Sunday 6 October 2013

Florence Nightingale, by Mark Bostridge

Why I read it: Atlantic Review

Podcasts: Blackwell Online Podcasts

Brow: If you're a nursing student, you're probably reading this for a course, which makes it middle brow. If you're reading it out of pure interest, it's upper middle brow.

Summary: The life and times of Florence Nightingale, the founder of modern nursing and reformer of the British healthcare system. In exacting detail.

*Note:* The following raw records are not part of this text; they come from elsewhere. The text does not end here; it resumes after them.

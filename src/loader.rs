//! Copyright © 2025-2026 Wenze Wei. All Rights Reserved.
//!
//! This file is part of multiplug.
//! The multiplug project belongs to the Dunimd Team.
//!
//! Licensed under the Apache License, Version 2.0 (the "License");
//! You may not use this file except in compliance with the License.
//! You may obtain a copy of the License at
//!
//!     http://www.apache.org/licenses/LICENSE-2.0
//!
//! Unless required by applicable law or agreed to in writing, software
//! distributed under the License is distributed on an "AS IS" BASIS,
//! WITHOUT WARRANTIES OR CONDITIONS OF ANY KIND, either express or implied.
//! See the License for the specific language governing permissions and
//! limitations under the License.

//! # Language Loaders
//!
//! One loader per plugin language. A loader turns a source file into an
//! [`MpMaterialized`] record; it never checks the contract itself, except
//! for reading shell constants in their declared shape.
//!
//! - [`python`]: embedded interpreter (feature `python`)
//! - [`nim`]: `nim c --app:lib` and dynamic linking
//! - [`rust`]: `cargo build` of a `cdylib` and dynamic linking
//! - [`bash`]: subprocess introspection
//! - [`native`]: the JSON calling convention shared by compiled plugins

use std::path::Path;
use std::process::{Command, Stdio};

use crate::contract::MpContract;
use crate::errors::{MpError, Result};
use crate::module::{MpLanguage, MpMaterialized};

pub mod bash;
pub mod native;
pub mod nim;
#[cfg(feature = "python")]
pub mod python;
pub mod rust;

/// Materializes plugin files of one language.
pub trait MpLoader {
    fn language(&self) -> MpLanguage;

    fn materialize(&self, path: &Path, contract: &MpContract) -> Result<MpMaterialized>;
}

/// Module name of a plugin file: its stem.
pub fn module_name(path: &Path) -> Result<String> {
    path.file_stem()
        .and_then(|s| s.to_str())
        .map(str::to_string)
        .ok_or_else(|| MpError::validation(format!("invalid plugin path '{}'", path.display())))
}

/// Runs an external build tool; a non-zero exit is a build error.
pub(crate) fn run_build(module: &str, tool: &str, mut command: Command, verbose: bool) -> Result<()> {
    log::debug!("building plugin '{}': {:?}", module, command);
    let output = if verbose {
        command.stdout(Stdio::inherit()).stderr(Stdio::inherit());
        command.output()
    } else {
        command.stdin(Stdio::null()).output()
    }
    .map_err(|err| MpError::build(module, tool, format!("cannot run {}: {}", tool, err)))?;

    if output.status.success() {
        return Ok(());
    }
    let stderr = String::from_utf8_lossy(&output.stderr);
    let message = match stderr.trim() {
        "" => format!("{} exited with {}", tool, output.status),
        text => format!("{} exited with {}: {}", tool, output.status, text),
    };
    Err(MpError::build(module, tool, message))
}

What I liked about it: Of course I had heard of Florence Nightingale, and even went to the museum at St Thomas' hospital the last time I was in London, but I didn't know much about her besides the whole Crimea debacle. For example, I didn't know that her family had made it extremely hard for her to pursue her profession or reforms, believing that her place was at home or with a husband and children. In fact, she moved out on her own because she was so tired of her mother and sister pestering her to sit home and take tea with them. Some of the problems she encounters are highly entertaining as well, for example public resistance to the fact that some of her first group of nurses were Catholic nuns, which caused outcry in the UK that they would try to convert troops. In another episode, one of her rivals suggests that nurses should only be upper middle class ladies, so they shouldn't get a salary, as duty is all the recompense they need. And of course the constant struggle to find nurses who could stay sober for one damned shift. It actually makes you pretty grateful that FN was able to accomplish what she did.

What I didn't like about it: Her collected correspondence is 17 volumes, and it feels like Bostridge is trying to quote each and every letter she ever wrote. Also, especially at the beginning the book feels less like a biography and more like a hagiography. He does get better towards the end and even admits that Ms Nightingale might have had some character flaws and demanded a bit too much of some of her supporters.